PROJECT DESCRIPTION:
Virus infection triggers several innate antiviral responses like the type I IFN and stress response pathway. Activation of the stress response pathway leads to inhibition of cellular translation and the formation of stress granules (SG), which have been proposed to function as a platform for viral RNA recognition. In addition, virus infection can turn on autophagy pathways and lead to changes in cellular metabolism. Most viruses have developed mechanisms to suppress IFN and stress response pathways and to redirect autophagy pathways and cellular metabolism for their own benefit. The aim of this study is to gain more insight how picorna- and coronaviruses, including SARS-CoV-2,  antagonise IFN and stress response pathways and the proposed role of SGs in connecting these pathways.
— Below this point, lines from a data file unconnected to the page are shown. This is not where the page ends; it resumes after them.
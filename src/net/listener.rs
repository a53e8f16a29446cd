//! TCP listener binding.
//!
//! # Responsibilities
//! - Bind to the configured address and network family
//! - Report the resolved address (ephemeral ports included)
//! - Discover the primary outbound interface address
//!
//! # Design Decisions
//! - Binding happens synchronously in `init`, before any runtime work
//! - The std listener is converted to a Tokio one when serving starts

use std::net::{IpAddr, SocketAddr, TcpListener, ToSocketAddrs, UdpSocket};

use crate::config::ServerConfig;

/// Error type for listener operations.
#[derive(Debug, thiserror::Error)]
pub enum ListenerError {
    /// Failed to resolve the configured address.
    #[error("Failed to resolve {0}: no address for the configured network")]
    Resolve(String),
    /// Failed to bind to address.
    #[error("Failed to bind: {0}")]
    Bind(#[from] std::io::Error),
}

/// A bound, not yet serving, TCP listener.
#[derive(Debug)]
pub struct Listener {
    inner: TcpListener,
    local_addr: SocketAddr,
}

impl Listener {
    /// Bind to `config.address()` honoring `config.network`.
    pub fn bind(config: &ServerConfig) -> Result<Self, ListenerError> {
        let address = config.address();
        let candidates: Vec<SocketAddr> = address
            .to_socket_addrs()?
            .filter(|addr| match config.network.as_str() {
                "tcp4" => addr.is_ipv4(),
                "tcp6" => addr.is_ipv6(),
                _ => true,
            })
            .collect();

        if candidates.is_empty() {
            return Err(ListenerError::Resolve(address));
        }

        let inner = TcpListener::bind(&candidates[..])?;
        inner.set_nonblocking(true)?;
        let local_addr = inner.local_addr()?;

        tracing::info!(
            address = %local_addr,
            network = %config.network,
            "Listener bound"
        );

        Ok(Self { inner, local_addr })
    }

    /// Get the local address this listener is bound to.
    pub fn local_addr(&self) -> SocketAddr {
        self.local_addr
    }

    /// Hand the socket to Tokio. Requires a runtime; the socket closes when
    /// the returned listener is dropped.
    pub fn into_tokio(self) -> std::io::Result<tokio::net::TcpListener> {
        tokio::net::TcpListener::from_std(self.inner)
    }
}

/// Address of the interface used for outbound traffic.
///
/// Connecting a UDP socket sends no packets; it only selects a route.
pub fn local_main_ip() -> std::io::Result<IpAddr> {
    let socket = UdpSocket::bind("0.0.0.0:0")?;
    socket.connect("8.8.8.8:80")?;
    Ok(socket.local_addr()?.ip())
}

#[cfg(test)]
mod tests {
    use super::*;

    #[test]
    fn ephemeral_port_is_resolved() {
        let config = ServerConfig {
            host: "127.0.0.1".into(),
            port: 0,
            ..ServerConfig::default()
        };
        let listener = Listener::bind(&config).unwrap();
        assert_ne!(listener.local_addr().port(), 0);
        assert!(listener.local_addr().ip().is_loopback());
    }

    #[test]
    fn family_filter_rejects_mismatch() {
        let config = ServerConfig {
            host: "127.0.0.1".into(),
            port: 0,
            network: "tcp6".into(),
            ..ServerConfig::default()
        };
        assert!(matches!(Listener::bind(&config), Err(ListenerError::Resolve(_))));
    }

    #[test]
    fn occupied_port_fails_to_bind() {
        let first = std::net::TcpListener::bind("127.0.0.1:0").unwrap();
        let config = ServerConfig {
            host: "127.0.0.1".into(),
            port: first.local_addr().unwrap().port(),
            ..ServerConfig::default()
        };
        assert!(matches!(Listener::bind(&config), Err(ListenerError::Bind(_))));
    }
}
For the antagonistic mechanism, the possible role of the formation viral replication organelles (ROs) as a mean to hide viral RNA for cellular sensors will be investigated. Additionally, the role of autophagy, which has been implicated in RO formation, and metabolism changes for the viral life cycle of picorna- and coronaviruses, including SARS-CoV-2, will be evaluated. ESR4 will use the CRISPR/Cas9 technology to develop mammalian knockout cells (e.g. HeLa, Huh7) that are impaired in antiviral signalling pathways. The activation of specific antiviral signalling pathways in these cells will be compared to those in control cells, following infection or transfection of non-self RNA ligands. In collaboration with R. Zahn (Janssen), ESR4 will study whether co-expression of virus stress antagonists can enhance efficacy of specific vaccines. In collaboration with Prof. M. Anthonsen (NTNU), ESR4 will study the role of autophagy in the replication and dissemination of virus infection.